Glitching a Visual Middle Ground

by Emma O'Neill from Cork Centre for Architectural Education (CCAE), Ireland
Tutored by: Jason O Shaughnessy, Eve Olney, Eoin French

Author comments:

The thesis concerns itself with the overly-monitored tourist industry of Athens, where current policy suspends the decay of historical sites, while the remainder of the city deteriorates. The overt emphasis on these historical sites - particularly the Acropolis, attempts to present an idealized, classical Athens. The thesis evolved from developing understandings of the anastyloic suspension of the Acropolis - particularly through visually oppressive/ culturally deceptive legislation imposed by the Ministry of Culture (MOC). This formed a series of new architectural and spatial interruptions or “slip spaces”, and a series of unique city-wide experiences in the guise of a new architectural tour- The Glitchers Guide to Athens.

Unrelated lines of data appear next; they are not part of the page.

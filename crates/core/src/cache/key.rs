use serde::{Deserialize, Serialize};

/// Logical identity of a cached server resource.
#[derive(Debug, Clone, PartialEq, Eq, Hash, PartialOrd, Ord, Serialize, Deserialize)]
#[serde(tag = "resource", rename_all = "snake_case")]
pub enum QueryKey {
    /// `["portfolios"]`
    Portfolios,
    /// `["holdings", portfolio_id]`
    Holdings { portfolio_id: String },
}

impl QueryKey {
    pub fn holdings(portfolio_id: impl Into<String>) -> Self {
        QueryKey::Holdings {
            portfolio_id: portfolio_id.into(),
        }
    }

    pub fn is_holdings(&self) -> bool {
        matches!(self, QueryKey::Holdings { .. })
    }
}

impl std::fmt::Display for QueryKey {
    fn fmt(&self, f: &mut std::fmt::Formatter<'_>) -> std::fmt::Result {
        match self {
            QueryKey::Portfolios => write!(f, "[\"portfolios\"]"),
            QueryKey::Holdings { portfolio_id } => write!(f, "[\"holdings\", \"{portfolio_id}\"]"),
        }
    }
}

The project consists of four new programs situated between The Acropolis and Lykabettus Hill, established by a visually constructed middle-ground between the hills and the city below. It attempts to reduce the topographical imperative/visual dominance of the four hills of Athens –instead allowing the tourist to drift in an imagined surrealist-like series of spaces. The programs critically question the curatorial limits suggested by the MOC, consisting of The Aleppo House of Disgraced Artifacts, The Corporeal Carnival, The Castaway Depot, The Dispersed Craft Market. These programmatic elements attempt to encourage activities that are prohibited and suggest the development of new architectural formations whilst establishing architectural-city-body spaces.